Ionizing radiation (IR) remains one of the most frequently used treatments for cancer. Therapeutically, IR produces DNA damage, especially highly toxic DNA double strand breaks (DSB). Depending upon the cellular context and severity of damage, cells can opt to repair these DSBs or undergo apoptotic death. Master regulators of the DNA damage response include three related protein kinases DNA-PK, ATM, and ATR, all members of the PIKK (phosphatidylinositol 3' kinase-related kinases) family of proteins having both discreet and redundant targets and functions. The cellular choice between DNA repair and cell death can be dictated by a number of factors, notably the presence and fidelity of the DNA damage response pathway proteins (including the PIKKs), the cell cycle phase, and the activity of pro-apoptotic regulators, notably the tumor suppressor p53. How the cell responds to damage is important in causation of cancer, dictating tumor response to genotoxic therapies, and mitigating side effects. The cell type itself is also an important determinant of the response to IR and other genotoxic agents. Whole body radiation damages all cells, but the unique cell type dependent responses argue that cellular fate is not simply dependent upon the level of damage induced, but rather whether the cell is predisposed to undergo either DNA repair or apoptosis. Understanding the interacting roles of genetic and cellular context in the response to IR is critical for determining how in vitro cellular models, tumors, tissues, or even whole organisms will respond to therapy.

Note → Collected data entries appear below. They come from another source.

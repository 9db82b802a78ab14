//! Audio output seam
//!
//! The engine never decodes audio itself. It asks an [`AudioOutput`] to open a
//! file and drives the returned [`PlayerHandle`]. When playback reaches the end
//! of the file the output calls the completion callback it was given.

use std::path::{ Path, PathBuf };
use std::sync::Arc;
use std::time::Instant;

use thiserror::Error;

use crate::decoder;


/// Called once when a player reaches the end of its file.
///
/// The flag is false when playback stopped early because of a decode failure.
pub type CompletionCallback = Arc<dyn Fn( bool ) + Send + Sync>;


/// Errors that can occur when opening a file for playback.
#[derive( Debug, Error )]
pub enum OpenError {
    #[error( "Cannot play {path:?}: {reason}" )]
    Unreadable {
        path: PathBuf,
        reason: String,
    },

    #[error( "Audio device error: {0}" )]
    Device( String ),
}


/// Opens files for playback.
pub trait AudioOutput: Send {
    /// Opens `path`, returning a paused player positioned at the start.
    fn open( &mut self, path: &Path, on_complete: CompletionCallback ) -> Result<Box<dyn PlayerHandle>, OpenError>;
}


/// A single opened file.
pub trait PlayerHandle: Send {
    fn play( &mut self );

    fn pause( &mut self );

    /// Current position in seconds.
    fn current_time( &mut self ) -> f64;

    fn set_current_time( &mut self, seconds: f64 );

    /// Length in seconds.
    fn duration( &self ) -> f64;
}


/// Output that keeps time without producing sound.
///
/// Files are probed so that unreadable ones fail to open, and the player
/// completes once its wall clock passes the file's duration.
#[derive( Debug, Clone, Copy, Default )]
pub struct ClockOutput;


impl ClockOutput {
    pub fn new() -> Self {
        Self
    }
}


impl AudioOutput for ClockOutput {
    fn open( &mut self, path: &Path, on_complete: CompletionCallback ) -> Result<Box<dyn PlayerHandle>, OpenError> {
        let probed = decoder::probe( path ).map_err( |e| OpenError::Unreadable {
            path: path.to_path_buf(),
            reason: e.to_string(),
        })?;

        let duration = decoder::track_duration( probed.format.as_ref() ).ok_or_else( || OpenError::Unreadable {
            path: path.to_path_buf(),
            reason: "unknown duration".to_string(),
        })?;

        tracing::debug!( "Clock player opened {:?} ({:.1}s)", path, duration );
        Ok( Box::new( ClockPlayer::new( duration, on_complete ) ) )
    }
}


/// Wall-clock player used by [`ClockOutput`].
pub struct ClockPlayer {
    duration: f64,
    /// Position accumulated up to the last pause or seek.
    offset: f64,
    /// Set while playing.
    started: Option<Instant>,
    completed: bool,
    on_complete: CompletionCallback,
}


impl ClockPlayer {
    pub fn new( duration: f64, on_complete: CompletionCallback ) -> Self {
        Self {
            duration: duration.max( 0.0 ),
            offset: 0.0,
            started: None,
            completed: false,
            on_complete,
        }
    }


    pub fn is_playing( &self ) -> bool {
        self.started.is_some()
    }


    fn elapsed( &self ) -> f64 {
        let running = self.started.map( |t| t.elapsed().as_secs_f64() ).unwrap_or( 0.0 );
        ( self.offset + running ).min( self.duration )
    }
}


impl PlayerHandle for ClockPlayer {
    fn play( &mut self ) {
        if self.started.is_none() {
            self.started = Some( Instant::now() );
        }
    }


    fn pause( &mut self ) {
        self.offset = self.elapsed();
        self.started = None;
    }


    fn current_time( &mut self ) -> f64 {
        let now = self.elapsed();

        if self.started.is_some() && now >= self.duration && !self.completed {
            self.completed = true;
            self.offset = self.duration;
            self.started = None;
            ( self.on_complete )( true );
        }

        now
    }


    fn set_current_time( &mut self, seconds: f64 ) {
        let seconds = if seconds.is_finite() { seconds.clamp( 0.0, self.duration ) } else { 0.0 };
        self.offset = seconds;
        if self.started.is_some() {
            self.started = Some( Instant::now() );
        }
        if seconds < self.duration {
            self.completed = false;
        }
    }


    fn duration( &self ) -> f64 {
        self.duration
    }
}


#[cfg( test )]
pub( crate ) mod fixtures {
    use std::collections::HashSet;
    use std::sync::Mutex;

    use super::*;

    /// Length reported by every [`ScriptedPlayer`].
    pub const LENGTH: f64 = 180.0;


    /// Output that records opens and shares one clock with its players.
    #[derive( Clone, Default )]
    pub struct ScriptedOutput {
        pub opened: Arc<Mutex<Vec<PathBuf>>>,
        pub failing: Arc<Mutex<HashSet<PathBuf>>>,
        pub clock: Arc<Mutex<f64>>,
        pub callbacks: Arc<Mutex<Vec<CompletionCallback>>>,
    }


    impl ScriptedOutput {
        pub fn open_count( &self ) -> usize {
            self.opened.lock().unwrap().len()
        }

        pub fn fail( &self, path: &Path ) {
            self.failing.lock().unwrap().insert( path.to_path_buf() );
        }

        pub fn clock( &self ) -> f64 {
            *self.clock.lock().unwrap()
        }

        pub fn set_clock( &self, seconds: f64 ) {
            *self.clock.lock().unwrap() = seconds;
        }

        pub fn last_callback( &self ) -> CompletionCallback {
            Arc::clone( self.callbacks.lock().unwrap().last().unwrap() )
        }
    }


    impl AudioOutput for ScriptedOutput {
        fn open( &mut self, path: &Path, on_complete: CompletionCallback ) -> Result<Box<dyn PlayerHandle>, OpenError> {
            if self.failing.lock().unwrap().contains( path ) {
                return Err( OpenError::Unreadable {
                    path: path.to_path_buf(),
                    reason: "scripted failure".into(),
                });
            }
            self.opened.lock().unwrap().push( path.to_path_buf() );
            self.callbacks.lock().unwrap().push( on_complete );
            self.set_clock( 0.0 );
            Ok( Box::new( ScriptedPlayer { clock: Arc::clone( &self.clock ) } ) )
        }
    }


    pub struct ScriptedPlayer {
        clock: Arc<Mutex<f64>>,
    }


    impl PlayerHandle for ScriptedPlayer {
        fn play( &mut self ) {}

        fn pause( &mut self ) {}

        fn current_time( &mut self ) -> f64 {
            *self.clock.lock().unwrap()
        }

        fn set_current_time( &mut self, seconds: f64 ) {
            *self.clock.lock().unwrap() = seconds;
        }

        fn duration( &self ) -> f64 {
            LENGTH
        }
    }
}


#[cfg( test )]
mod tests {
    use super::*;
    use std::sync::atomic::{ AtomicUsize, Ordering };


    fn counter() -> ( Arc<AtomicUsize>, CompletionCallback ) {
        let count = Arc::new( AtomicUsize::new( 0 ) );
        let inner = Arc::clone( &count );
        ( count, Arc::new( move |ok| {
            assert!( ok );
            inner.fetch_add( 1, Ordering::SeqCst );
        }))
    }


    #[test]
    fn test_clock_player_starts_paused() {
        let ( count, callback ) = counter();
        let mut player = ClockPlayer::new( 120.0, callback );

        assert!( !player.is_playing() );
        assert_eq!( player.current_time(), 0.0 );
        assert_eq!( player.duration(), 120.0 );
        assert_eq!( count.load( Ordering::SeqCst ), 0 );
    }


    #[test]
    fn test_clock_player_seek_while_paused() {
        let ( _, callback ) = counter();
        let mut player = ClockPlayer::new( 120.0, callback );

        player.set_current_time( 45.0 );
        assert_eq!( player.current_time(), 45.0 );

        player.set_current_time( 500.0 );
        assert_eq!( player.current_time(), 120.0 );

        player.set_current_time( -3.0 );
        assert_eq!( player.current_time(), 0.0 );
    }


    #[test]
    fn test_clock_player_completes_once() {
        let ( count, callback ) = counter();
        let mut player = ClockPlayer::new( 30.0, callback );

        player.set_current_time( 30.0 );
        player.play();
        assert_eq!( player.current_time(), 30.0 );
        assert_eq!( player.current_time(), 30.0 );
        assert_eq!( count.load( Ordering::SeqCst ), 1 );
        assert!( !player.is_playing() );

        // Restarting allows another completion
        player.set_current_time( 0.0 );
        player.play();
        player.set_current_time( 30.0 );
        player.current_time();
        assert_eq!( count.load( Ordering::SeqCst ), 2 );
    }


    #[test]
    fn test_clock_player_pause_holds_position() {
        let ( _, callback ) = counter();
        let mut player = ClockPlayer::new( 60.0, callback );

        player.set_current_time( 10.0 );
        player.play();
        player.pause();
        let held = player.current_time();
        assert!( held >= 10.0 && held < 11.0 );
        assert!( !player.is_playing() );
    }


    #[test]
    fn test_clock_output_rejects_unreadable() {
        let dir = tempfile::tempdir().unwrap();
        let path = dir.path().join( "bad.mp3" );
        std::fs::write( &path, b"nope" ).unwrap();

        let ( _, callback ) = counter();
        let result = ClockOutput::new().open( &path, callback );
        assert!( matches!( result, Err( OpenError::Unreadable { .. } ) ) );
    }
}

We examined the response of gastrointestinal progenitor cells compared to terminally differentiated cells following whole body irradiation in mouse models with genetic deficiencies in the PIKKs and Trp53 [1]. The response, be it repair or apoptosis, of “non-reproductive” terminally differentiated cells was less influential on organismal survival compared to the response of progenitor cells (stem cells and transit amplifying cells). Progenitor cells can repopulate lost terminally differentiated cells, but if irreparably damaged themselves, may cause failure of tissue regeneration and mortality. The relative roles of DNA repair versus apoptosis in IR response was studied by (a) mapping the spatiotemporal cellular response and (b) comparing the response of single DNA-PK, ATM and Trp53 mutant mice and compound mutant genotypes. The result was surprising, as loss of pro-apoptotic p53 was expected to increase the survival of radiosensitive DNA-PK mutant mice, but instead, toxicity and mortality were enhanced in mice lacking both DNA-PK and Trp53. The role of p53 in inducing cell cycle arrest as opposed to apoptosis was more impactful on cell survival after IR. Without p53 mediated G1/S arrest, intestinal progenitor cells with damaged DNA abnormally entered S phase. The absence of functional DNA-PK prevented not only DNA repair, but also activation of both intra-S and G2/M checkpoints, leading to progression into G2/M despite replete DNA damage [1,2]. This culminated in mitotic cell death, depletion of stem cells, and enhanced animal mortality (Figure 1).
Figure 1.
PIKK regulation of p53 and cell fate. Both genetic makeup and cell type dictate cellular fate. Replication stress (RS) or double strand breaks (DSB) activate PIKK proteins ATR, DNA-PKcs, and/or ATM, causing activation of target proteins p53, Chk1, Chk2 regulating the G1/S, intra-S, or G2/M checkpoints, respectively. Both PIKK signaling and cell type modulate the ultimate cellular outcome.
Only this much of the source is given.